• [What this task involves]: Return the entries in full, exactly as written.

[Opening Excerpted data section]

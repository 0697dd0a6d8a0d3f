pub mod colors;
pub mod date;
pub mod formatting;
pub mod path;
pub mod table;

pub use formatting::days_label;
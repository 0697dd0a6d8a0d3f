//! Path utilities: expand `~/` in user-supplied paths.

use std::path::PathBuf;

pub fn expand_tilde(path: &str) -> PathBuf {
    if path.starts_with("~/")
        && let Some(home) = dirs::home_dir()
    {
        return home.join(path.trim_start_matches("~/"));
    }
    PathBuf::from(path)
}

[Closing Excerpted data section]

• [Exercise answer]:
repository 0697dd0a6d8a0d3f
pub mod colors;
pub mod date;
pub mod formatting;
pub mod path;
pub mod table;

pub use formatting::days_label;
repository 0697dd0a6d8a0d3f
//! Path utilities: expand `~/` in user-supplied paths.

use std::path::PathBuf;

pub fn expand_tilde(path: &str) -> PathBuf {
    if path.starts_with("~/")
        && let Some(home) = dirs::home_dir()
    {
        return home.join(path.trim_start_matches("~/"));
    }
    PathBuf::from(path)
}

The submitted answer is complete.